RECORD SET:
//! Start and end years of every Senate legislature.
//!
//! Legislatures are numbered from 1 (1826-1829). The tables are indexed with
//! `number - 1`.

use crate::error::{Result, SenadoError};

/// Number of legislatures covered by the tables.
pub const LEGISLATURE_COUNT: usize = 55;

/// First calendar year of each legislature.
pub const START_YEARS: [i32; LEGISLATURE_COUNT] = [
    1826, 1830, 1834, 1838, 1843, 1845, 1848, 1850, 1853, 1857, 1861, 1864, 1867, 1869, 1872, 1877,
    1878, 1882, 1885, 1886, 1890, 1891, 1894, 1897, 1900, 1903, 1906, 1909, 1912, 1915, 1918, 1921,
    1924, 1927, 1930, 1933, 1934, 1946, 1951, 1955, 1959, 1963, 1967, 1971, 1975, 1979, 1983, 1987,
    1991, 1995, 1999, 2003, 2007, 2011, 2015,
];

/// Last calendar year of each legislature.
pub const END_YEARS: [i32; LEGISLATURE_COUNT] = [
    1829, 1833, 1837, 1841, 1844, 1847, 1849, 1852, 1856, 1860, 1863, 1866, 1868, 1872, 1875, 1878,
    1881, 1884, 1885, 1889, 1891, 1893, 1896, 1899, 1902, 1905, 1908, 1911, 1915, 1917, 1920, 1923,
    1926, 1929, 1930, 1934, 1937, 1951, 1955, 1959, 1963, 1967, 1970, 1974, 1978, 1983, 1987, 1991,
    1995, 1999, 2003, 2007, 2010, 2015, 2019,
];

/// Look up `(start_year, end_year)` for a legislature number.
///
/// # Examples
/// ```
/// use congresso_senado::legislature::years;
///
/// assert_eq!(years(1).unwrap(), (1826, 1829));
/// assert!(years(0).is_err());
/// ```
pub fn years(number: u32) -> Result<(i32, i32)> {
    let index = usize::try_from(number)
        .ok()
        .and_then(|n| n.checked_sub(1))
        .filter(|i| *i < LEGISLATURE_COUNT)
        .ok_or(SenadoError::UnknownLegislature(number))?;
    Ok((START_YEARS[index], END_YEARS[index]))
}

#[cfg(test)]
mod tests {
    use super::*;

    #[test]
    fn test_first_and_last() {
        assert_eq!(years(1).unwrap(), (1826, 1829));
        assert_eq!(years(55).unwrap(), (2015, 2019));
    }

    #[test]
    fn test_out_of_range() {
        assert!(years(0).is_err());
        assert!(years(56).is_err());
    }

    #[test]
    fn test_tables_are_consistent() {
        for (start, end) in START_YEARS.iter().zip(END_YEARS.iter()) {
            assert!(start <= end, "{start} > {end}");
        }
    }
}
//! Retrieval engine: local cache, remote endpoint, or local with remote
//! fallback, plus write-back that never overwrites.

use std::fs::{self, OpenOptions};
use std::io::{ErrorKind as IoErrorKind, Write};
use std::path::Path;

use crate::error::{Result, SenadoError};
use crate::http::{create_client, download_bytes};
use crate::xml::Document;

/// Where a document may be retrieved from.
#[derive(Debug, Clone, Copy, PartialEq, Eq, Default, clap::ValueEnum)]
pub enum Source {
    /// Cache only.
    Local,
    /// Network only.
    Remote,
    /// Cache first, network on any cache failure.
    #[default]
    Either,
}

/// Where a retrieved document actually came from.
#[derive(Debug, Clone, Copy, PartialEq, Eq)]
pub enum Origin {
    Local,
    Remote,
}

/// A document and its origin.
#[derive(Debug)]
pub struct Retrieved {
    pub document: Document,
    pub origin: Origin,
}

/// Retrieve a document.
///
/// # Arguments
/// * `endpoint` - Remote URL of the record
/// * `cache_path` - Local cache file of the record
/// * `source` - Which sources to try
pub fn retrieve(endpoint: &str, cache_path: &Path, source: Source) -> Result<Retrieved> {
    match source {
        Source::Local => retrieve_local(cache_path),
        Source::Remote => retrieve_remote(endpoint),
        Source::Either => retrieve_local(cache_path).or_else(|err| {
            tracing::debug!(error = %err, "Local retrieval failed, trying remote");
            retrieve_remote(endpoint)
        }),
    }
}

/// Read and parse the cache file.
pub fn retrieve_local(cache_path: &Path) -> Result<Retrieved> {
    let raw = fs::read(cache_path).map_err(|source| SenadoError::LocalUnavailable {
        path: cache_path.to_path_buf(),
        source,
    })?;
    let document = Document::parse(raw)?;
    tracing::debug!(path = %cache_path.display(), "Loaded cached document");
    Ok(Retrieved {
        document,
        origin: Origin::Local,
    })
}

/// Download and parse the remote document.
pub fn retrieve_remote(endpoint: &str) -> Result<Retrieved> {
    let client = create_client()?;
    let raw = download_bytes(&client, endpoint)?;
    let document = Document::parse(raw)?;
    tracing::debug!(url = %endpoint, "Downloaded document");
    Ok(Retrieved {
        document,
        origin: Origin::Remote,
    })
}

/// Write the raw document to the cache.
///
/// Parent directories are created as needed. The file is opened with
/// exclusive creation, so an existing file is never touched.
///
/// # Errors
/// `PersistFailed` when the destination exists or the write fails.
pub fn persist(document: &Document, cache_path: &Path) -> Result<()> {
    let failed = |reason: String| SenadoError::PersistFailed {
        path: cache_path.to_path_buf(),
        reason,
    };

    if let Some(parent) = cache_path.parent() {
        fs::create_dir_all(parent).map_err(|e| failed(e.to_string()))?;
    }

    let mut file = match OpenOptions::new()
        .write(true)
        .create_new(true)
        .open(cache_path)
    {
        Ok(file) => file,
        Err(e) if e.kind() == IoErrorKind::AlreadyExists => {
            return Err(failed("file already exists".to_string()));
        }
        Err(e) => return Err(failed(e.to_string())),
    };

    let written = file
        .write_all(document.raw())
        .and_then(|()| file.sync_all());
    if let Err(e) = written {
        // Do not leave a truncated cache entry behind
        drop(file);
        let _ = fs::remove_file(cache_path);
        return Err(failed(e.to_string()));
    }

    tracing::debug!(path = %cache_path.display(), "Saved document");
    Ok(())
}

#[cfg(test)]
mod tests {
    use super::*;
    use tempfile::tempdir;

    const XML: &str = "<Root><Metadados/><Dados><Item>1</Item></Dados></Root>";

    #[test]
    fn test_local_missing_file() {
        let dir = tempdir().unwrap();
        let err = retrieve_local(&dir.path().join("1.xml")).unwrap_err();
        assert!(matches!(err, SenadoError::LocalUnavailable { .. }));
    }

    #[test]
    fn test_local_malformed_file() {
        let dir = tempdir().unwrap();
        let path = dir.path().join("1.xml");
        fs::write(&path, "<Root>").unwrap();

        let err = retrieve_local(&path).unwrap_err();
        assert!(matches!(err, SenadoError::MalformedDocument(_)));
    }

    #[test]
    fn test_local_success() {
        let dir = tempdir().unwrap();
        let path = dir.path().join("1.xml");
        fs::write(&path, XML).unwrap();

        let retrieved = retrieve("http://127.0.0.1:9/unused", &path, Source::Local).unwrap();
        assert_eq!(retrieved.origin, Origin::Local);
        assert_eq!(retrieved.document.root().tag, "Root");
    }

    #[test]
    fn test_persist_creates_parent_dirs() {
        let dir = tempdir().unwrap();
        let path = dir.path().join("senador").join("7.xml");
        let document = Document::parse(XML.as_bytes().to_vec()).unwrap();

        persist(&document, &path).unwrap();
        assert_eq!(fs::read_to_string(&path).unwrap(), XML);
    }

    #[test]
    fn test_persist_never_overwrites() {
        let dir = tempdir().unwrap();
        let path = dir.path().join("7.xml");
        fs::write(&path, "original").unwrap();
        let document = Document::parse(XML.as_bytes().to_vec()).unwrap();

        let err = persist(&document, &path).unwrap_err();
        assert!(matches!(err, SenadoError::PersistFailed { .. }));
        assert_eq!(fs::read_to_string(&path).unwrap(), "original");
    }
}
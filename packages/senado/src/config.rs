//! Configuration constants and fetch options.

use std::path::PathBuf;

use chrono::NaiveDate;

use crate::error::{Result, SenadoError};

/// Base URL of the Senate open-data service.
pub const SENADO_API_URL: &str = "http://legis.senado.leg.br/dadosabertos";

/// HTTP timeout in seconds (same as the reqwest default).
pub const HTTP_TIMEOUT_SECS: u64 = 30;

/// Calendar format used by every date field of the service.
pub const DATE_FORMAT: &str = "%Y-%m-%d";

/// Environment variable overriding the data root directory.
pub const DATA_DIR_ENV: &str = "SENADO_DATA_DIR";

/// Environment variable overriding [`SENADO_API_URL`].
pub const API_URL_ENV: &str = "SENADO_API_URL";

/// Name of the data root directory when no override is given.
pub const DEFAULT_DATA_DIR: &str = "data";

/// Parse a `YYYY-MM-DD` date.
///
/// # Examples
/// ```
/// use congresso_senado::config::parse_date;
///
/// assert!(parse_date("1950-03-21").is_ok());
/// assert!(parse_date("21/03/1950").is_err());
/// assert!(parse_date("1950-13-01").is_err()); // Invalid month
/// ```
pub fn parse_date(text: &str) -> Result<NaiveDate> {
    let trimmed = text.trim();
    // chrono accepts single-digit months and days; the service never sends them
    if trimmed.len() != 10 {
        return Err(SenadoError::DateFormat(text.to_string()));
    }
    NaiveDate::parse_from_str(trimmed, DATE_FORMAT)
        .map_err(|_| SenadoError::DateFormat(text.to_string()))
}

/// Options recognised by every record constructor.
#[derive(Debug, Clone, PartialEq, Eq)]
pub struct FetchOptions {
    /// Override of the kind-specific cache directory.
    pub base_local: Option<PathBuf>,
    /// Call `get_info` right away at construction.
    pub fetch: bool,
    /// Persist remotely fetched documents to the cache.
    pub write: bool,
    /// Drop the parsed document once the record is populated.
    pub discard_document: bool,
    /// Root URL of the open-data service.
    pub base_url: String,
}

impl Default for FetchOptions {
    fn default() -> Self {
        Self {
            base_local: None,
            fetch: false,
            write: false,
            discard_document: true,
            base_url: SENADO_API_URL.to_string(),
        }
    }
}

impl FetchOptions {
    /// Defaults with the API URL taken from `SENADO_API_URL` when set.
    pub fn from_env() -> Self {
        let base_url = std::env::var(API_URL_ENV).unwrap_or_else(|_| SENADO_API_URL.to_string());
        Self {
            base_url,
            ..Self::default()
        }
    }

    pub fn with_base_local(mut self, base_local: impl Into<PathBuf>) -> Self {
        self.base_local = Some(base_local.into());
        self
    }

    pub fn with_fetch(mut self, fetch: bool) -> Self {
        self.fetch = fetch;
        self
    }

    pub fn with_write(mut self, write: bool) -> Self {
        self.write = write;
        self
    }

    pub fn with_discard_document(mut self, discard_document: bool) -> Self {
        self.discard_document = discard_document;
        self
    }

    pub fn with_base_url(mut self, base_url: impl Into<String>) -> Self {
        self.base_url = base_url.into();
        self
    }

    /// Options for a record reached through a cross-reference.
    ///
    /// Nested records keep the endpoint, write and discard settings but are
    /// never fetched on construction.
    #[must_use]
    pub fn nested(&self, base_local: PathBuf) -> Self {
        Self {
            base_local: Some(base_local),
            fetch: false,
            write: self.write,
            discard_document: self.discard_document,
            base_url: self.base_url.clone(),
        }
    }
}
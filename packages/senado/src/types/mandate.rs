use serde::Serialize;

use super::flags::decode_status;

/// One senator's service for one state over a span of legislatures.
///
/// Mandates are immutable once built. They order by start legislature; the
/// remaining fields only break ties.
#[derive(Debug, Clone, PartialEq, Eq, PartialOrd, Ord, Hash, Serialize)]
pub struct Mandate {
    start_legislature: u32,
    end_legislature: u32,
    start_year: i32,
    end_year: i32,
    state: Option<String>,
    is_holder: Option<bool>,
    is_substitute: Option<bool>,
    url: Option<String>,
}

impl Mandate {
    /// Build a mandate.
    ///
    /// `status` is the raw holder/substitute text ("Titular", "1º Suplente");
    /// the two flags are derived from its first letter.
    #[must_use]
    pub fn new(
        state: Option<String>,
        legislatures: (u32, u32),
        years: (i32, i32),
        status: Option<&str>,
        url: Option<String>,
    ) -> Self {
        let (is_holder, is_substitute) = decode_status(status);
        Self {
            start_legislature: legislatures.0,
            end_legislature: legislatures.1,
            start_year: years.0,
            end_year: years.1,
            state,
            is_holder,
            is_substitute,
            url,
        }
    }

    pub fn state(&self) -> Option<&str> {
        self.state.as_deref()
    }

    pub fn start_legislature(&self) -> u32 {
        self.start_legislature
    }

    pub fn end_legislature(&self) -> u32 {
        self.end_legislature
    }

    pub fn start_year(&self) -> i32 {
        self.start_year
    }

    pub fn end_year(&self) -> i32 {
        self.end_year
    }

    /// Whether the senator held the seat (titular).
    pub fn is_holder(&self) -> Option<bool> {
        self.is_holder
    }

    /// Whether the senator was a substitute (suplente).
    pub fn is_substitute(&self) -> Option<bool> {
        self.is_substitute
    }

    pub fn url(&self) -> Option<&str> {
        self.url.as_deref()
    }
}
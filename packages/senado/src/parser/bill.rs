//! Bill document (`materia/{code}`).

use crate::config::{parse_date, FetchOptions};
use crate::error::Result;
use crate::fetch::Record;
use crate::store::RecordKind;
use crate::types::{decode_sim, Bill, Senator};
use crate::xml::{Document, Element};

use super::{keep_extra, parse_number, require_number};

/// Position of the bill node below the document root.
pub const RECORD_PATH: &[usize] = &[1];

/// Populate a bill from its document.
pub fn populate(bill: &mut Bill, document: &Document) -> Result<()> {
    let node = super::record_node(document, RECORD_PATH, RecordKind::Bill, bill.code)?;
    let author_options = bill.fetch_state().nested_options(RecordKind::Senator);

    for section in &node.children {
        match section.tag.as_str() {
            "IdentificacaoMateria" => parse_identification(bill, section)?,
            "DadosBasicosMateria" => parse_basic_data(bill, section)?,
            "Autoria" => bill.authors.extend(parse_authors(section, &author_options)?),
            _ => keep_extra(&mut bill.extra, section),
        }
    }
    Ok(())
}

fn parse_identification(bill: &mut Bill, section: &Element) -> Result<()> {
    for field in &section.children {
        let text = field.text();
        match field.tag.as_str() {
            "AnoMateria" => bill.year = parse_number("AnoMateria", text)?,
            "IndicadorTramitando" => bill.is_tracking = decode_sim(text),
            "NumeroMateria" => bill.number = text.map(str::to_string),
            "SiglaCasaIdentificacaoMateria" => bill.chamber = text.map(str::to_string),
            "SiglaSubtipoMateria" => bill.subtype = text.map(str::to_string),
            _ => keep_extra(&mut bill.extra, field),
        }
    }
    Ok(())
}

fn parse_basic_data(bill: &mut Bill, section: &Element) -> Result<()> {
    for field in &section.children {
        let text = field.text();
        match field.tag.as_str() {
            "DataApresentacao" => {
                if let Some(date) = text {
                    bill.filing_date = Some(parse_date(date)?);
                }
            }
            "EmentaMateria" => bill.summary = text.map(str::to_string),
            _ => keep_extra(&mut bill.extra, field),
        }
    }
    Ok(())
}

/// Authoring senators under an `Autoria` element.
///
/// Only authors identified as parliamentarians are kept; committees and
/// other bodies have no senator code. The senators are sparse and not
/// fetched.
pub fn parse_authors(authorship: &Element, options: &FetchOptions) -> Result<Vec<Senator>> {
    let mut authors = Vec::new();
    for author in &authorship.children {
        let Some(ident) = author.find_child("IdentificacaoParlamentar") else {
            tracing::debug!(tag = %author.tag, "Skipping author without parliamentarian");
            continue;
        };
        let Some(code) = ident.find_child("CodigoParlamentar") else {
            tracing::warn!("Skipping parliamentarian author without code");
            continue;
        };

        let mut senator = Senator::with_options(
            require_number("CodigoParlamentar", code.text())?,
            options.clone(),
        );
        for field in &ident.children {
            let text = field.text();
            match field.tag.as_str() {
                "NomeParlamentar" => senator.set_name_if_absent(text),
                "SexoParlamentar" => senator.set_sex(text),
                "UfParlamentar" => senator.state = text.map(str::to_string),
                _ => {}
            }
        }
        authors.push(senator);
    }
    Ok(authors)
}
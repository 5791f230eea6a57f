//! Command-line interface.

use std::path::PathBuf;

use clap::{Args, Parser, Subcommand};
use console::style;
use indicatif::{ProgressBar, ProgressStyle};
use serde::Serialize;

use crate::config::FetchOptions;
use crate::error::Result;
use crate::fetch::{FetchStatus, Record};
use crate::retrieval::Source;
use crate::types::{Bill, LegislativeTerm, Senator};

/// Congresso Senado - Fetch Brazilian Senate open-data records.
#[derive(Parser)]
#[command(name = "congresso-senado")]
#[command(version, about, long_about = None)]
pub struct Cli {
    #[command(subcommand)]
    pub command: Commands,
}

#[derive(Subcommand)]
pub enum Commands {
    /// Fetch a senator's history by parliamentarian code.
    Senador {
        /// Parliamentarian code (e.g., 4981)
        code: u32,

        #[command(flatten)]
        fetch: FetchArgs,
    },
    /// Fetch a bill (matéria) by code.
    Materia {
        /// Bill code
        code: u32,

        #[command(flatten)]
        fetch: FetchArgs,
    },
    /// Fetch the senators of a legislature.
    Legislatura {
        /// Legislature number, starting at 1 (1826-1829)
        number: u32,

        #[command(flatten)]
        fetch: FetchArgs,
    },
}

/// Options shared by every fetch command.
#[derive(Args, Debug, Clone)]
pub struct FetchArgs {
    /// Where to read the document from
    #[arg(short, long, value_enum, default_value_t = Source::Either)]
    pub source: Source,

    /// Cache directory for this record kind (default: data/<kind>)
    #[arg(long)]
    pub base_local: Option<PathBuf>,

    /// Save remotely fetched documents to the cache (never overwrites)
    #[arg(short, long)]
    pub write: bool,

    /// Root URL of the open-data service
    #[arg(long)]
    pub api_url: Option<String>,
}

impl FetchArgs {
    /// Fetch options from the flags, on top of the environment defaults.
    #[must_use]
    pub fn options(&self) -> FetchOptions {
        let mut options = FetchOptions::from_env().with_write(self.write);
        if let Some(base_local) = &self.base_local {
            options = options.with_base_local(base_local);
        }
        if let Some(api_url) = &self.api_url {
            options = options.with_base_url(api_url);
        }
        options
    }
}

/// Run the CLI.
pub fn run() -> Result<()> {
    let cli = Cli::parse();

    match cli.command {
        Commands::Senador { code, fetch } => {
            let mut senator = Senator::with_options(code, fetch.options());
            fetch_command(&mut senator, fetch.source)
        }
        Commands::Materia { code, fetch } => {
            let mut bill = Bill::with_options(code, fetch.options());
            fetch_command(&mut bill, fetch.source)
        }
        Commands::Legislatura { number, fetch } => {
            let mut term = LegislativeTerm::with_options(number, fetch.options())?;
            fetch_command(&mut term, fetch.source)
        }
    }
}

/// Fetch one record and print it as YAML on stdout.
fn fetch_command<R: Record + Serialize>(record: &mut R, source: Source) -> Result<()> {
    eprintln!(
        "{} {} {}",
        style("Fetching").bold(),
        R::KIND,
        style(record.key()).cyan()
    );

    let pb = ProgressBar::new_spinner();
    #[allow(clippy::expect_used)] // Static template string that is guaranteed to be valid
    pb.set_style(
        ProgressStyle::default_spinner()
            .template("{spinner:.green} {msg}")
            .expect("valid template"),
    );
    pb.set_message(format!("Retrieving {}", record.endpoint()));
    pb.enable_steady_tick(std::time::Duration::from_millis(100));

    let status = record.get_info(source);
    pb.finish_and_clear();

    match status? {
        FetchStatus::Fetched => {}
        FetchStatus::NotSaved { path, reason } => eprintln!(
            "{} {} ({reason})",
            style("Not saved:").yellow().bold(),
            path.display()
        ),
    }

    let yaml = serde_yaml_ng::to_string(&*record)?;
    println!("---\n{}", yaml.trim_end());
    Ok(())
}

TASK DESCRIPTION:
For the string "filename", find every line of the material that contains it, and copy each one.

ANSWER TO THE EXERCISE:
filename packages/senado/src/config.rs
filename packages/senado/src/types/mandate.rs
filename packages/senado/src/parser/bill.rs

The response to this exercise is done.